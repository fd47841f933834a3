use std::collections::HashMap;

use crate::domain::listing::{Asset, AssetId, LogoUrl};

/// Logos keyed by asset id, as returned by the info endpoint.
pub type LogoMap = HashMap<AssetId, LogoUrl>;

/// The info endpoint is only asked about this many ids.
pub const LOGO_LOOKUP_LIMIT: usize = 100;

/// Domain service joining listings with their logo metadata.
pub struct ListingEnrichmentService;

impl ListingEnrichmentService {
    /// Ids to look up, in listing order, capped at [`LOGO_LOOKUP_LIMIT`].
    pub fn logo_lookup_ids(assets: &[Asset]) -> Vec<AssetId> {
        assets.iter().take(LOGO_LOOKUP_LIMIT).map(|asset| asset.id).collect()
    }

    /// Attach logos; assets missing from `logos` get an empty logo.
    pub fn merge_logos(assets: Vec<Asset>, logos: &LogoMap) -> Vec<Asset> {
        assets
            .into_iter()
            .map(|asset| {
                let logo = logos.get(&asset.id).cloned().unwrap_or_default();
                asset.with_logo(logo)
            })
            .collect()
    }
}

#[cfg(test)]
mod tests {
    use super::*;
    use crate::domain::listing::Quote;

    fn asset(id: u64) -> Asset {
        Asset::new(AssetId::from(id), format!("Coin {id}"), format!("C{id}"), Quote::new(1.0, 0.0, 0.0, 0.0))
    }

    #[test]
    fn lookup_ids_are_capped() {
        let assets: Vec<Asset> = (1..=150).map(asset).collect();
        let ids = ListingEnrichmentService::logo_lookup_ids(&assets);
        assert_eq!(ids.len(), LOGO_LOOKUP_LIMIT);
        assert_eq!(ids.first(), Some(&AssetId::from(1)));
        assert_eq!(ids.last(), Some(&AssetId::from(100)));
    }

    #[test]
    fn missing_logo_defaults_to_empty() {
        let mut logos = LogoMap::new();
        logos.insert(AssetId::from(1), LogoUrl::from("https://logo/1.png"));
        let merged = ListingEnrichmentService::merge_logos(vec![asset(1), asset(2)], &logos);
        assert_eq!(merged[0].logo.as_str(), "https://logo/1.png");
        assert!(merged[1].logo.is_empty());
        assert!(!merged[1].has_logo());
    }
}
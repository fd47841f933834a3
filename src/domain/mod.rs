//! Domain layer: listing records, pagination, the synthetic chart series and
//! the logging/error ports shared by every other layer.

pub mod chart;
pub mod errors;
pub mod listing;
pub mod logging;
pub mod pagination;
use strum::{AsRefStr, Display as StrumDisplay, EnumIter};

/// Time range shown by the detail chart.
#[derive(Debug, Clone, Copy, PartialEq, Eq, Hash, Default, StrumDisplay, EnumIter, AsRefStr)]
pub enum ChartFilter {
    /// Hour-by-hour over one day.
    #[default]
    #[strum(serialize = "24h")]
    Day,

    /// Day-by-day over one week.
    #[strum(serialize = "7d")]
    Week,
}

impl ChartFilter {
    pub fn point_count(&self) -> usize {
        match self {
            Self::Day => 24,
            Self::Week => 7,
        }
    }

    /// Noise amplitude relative to the base price.
    pub fn fluctuation(&self) -> f64 {
        match self {
            Self::Day => 0.02,
            Self::Week => 0.05,
        }
    }

    /// Label of the point at `index` (0-based): `1h`, `2h`, ... or `Day 1`, ...
    pub fn point_label(&self, index: usize) -> String {
        match self {
            Self::Day => format!("{}h", index + 1),
            Self::Week => format!("Day {}", index + 1),
        }
    }

    pub fn button_label(&self) -> &'static str {
        match self {
            Self::Day => "24 Hours",
            Self::Week => "7 Days",
        }
    }
}

#[derive(Debug, Clone, PartialEq)]
pub struct ChartPoint {
    pub label: String,
    pub value: f64,
}

/// Labelled line series for the detail chart.
#[derive(Debug, Clone, PartialEq)]
pub struct ChartSeries {
    pub title: String,
    pub filter: ChartFilter,
    pub points: Vec<ChartPoint>,
}

impl ChartSeries {
    pub fn len(&self) -> usize {
        self.points.len()
    }

    pub fn is_empty(&self) -> bool {
        self.points.is_empty()
    }

    pub fn labels(&self) -> impl Iterator<Item = &str> {
        self.points.iter().map(|p| p.label.as_str())
    }

    pub fn values(&self) -> impl Iterator<Item = f64> + '_ {
        self.points.iter().map(|p| p.value)
    }

    pub fn value_range(&self) -> Option<(f64, f64)> {
        if self.points.is_empty() {
            return None;
        }
        let min = self.values().fold(f64::INFINITY, f64::min);
        let max = self.values().fold(f64::NEG_INFINITY, f64::max);
        Some((min, max))
    }

    /// Always true: the series is generated noise, never fetched history.
    pub fn is_synthetic(&self) -> bool {
        true
    }
}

ASSIGNED TASK:
The lines to output run from the one containing "pub fn point_label(&self, index: usize)" to the last line of the entries; give them back exactly.

EXERCISE OUTPUT:
    pub fn point_label(&self, index: usize) -> String {
        match self {
            Self::Day => format!("{}h", index + 1),
            Self::Week => format!("Day {}", index + 1),
        }
    }

    pub fn button_label(&self) -> &'static str {
        match self {
            Self::Day => "24 Hours",
            Self::Week => "7 Days",
        }
    }
}

#[derive(Debug, Clone, PartialEq)]
pub struct ChartPoint {
    pub label: String,
    pub value: f64,
}

/// Labelled line series for the detail chart.
#[derive(Debug, Clone, PartialEq)]
pub struct ChartSeries {
    pub title: String,
    pub filter: ChartFilter,
    pub points: Vec<ChartPoint>,
}

impl ChartSeries {
    pub fn len(&self) -> usize {
        self.points.len()
    }

    pub fn is_empty(&self) -> bool {
        self.points.is_empty()
    }

    pub fn labels(&self) -> impl Iterator<Item = &str> {
        self.points.iter().map(|p| p.label.as_str())
    }

    pub fn values(&self) -> impl Iterator<Item = f64> + '_ {
        self.points.iter().map(|p| p.value)
    }

    pub fn value_range(&self) -> Option<(f64, f64)> {
        if self.points.is_empty() {
            return None;
        }
        let min = self.values().fold(f64::INFINITY, f64::min);
        let max = self.values().fold(f64::NEG_INFINITY, f64::max);
        Some((min, max))
    }

    /// Always true: the series is generated noise, never fetched history.
    pub fn is_synthetic(&self) -> bool {
        true
    }
}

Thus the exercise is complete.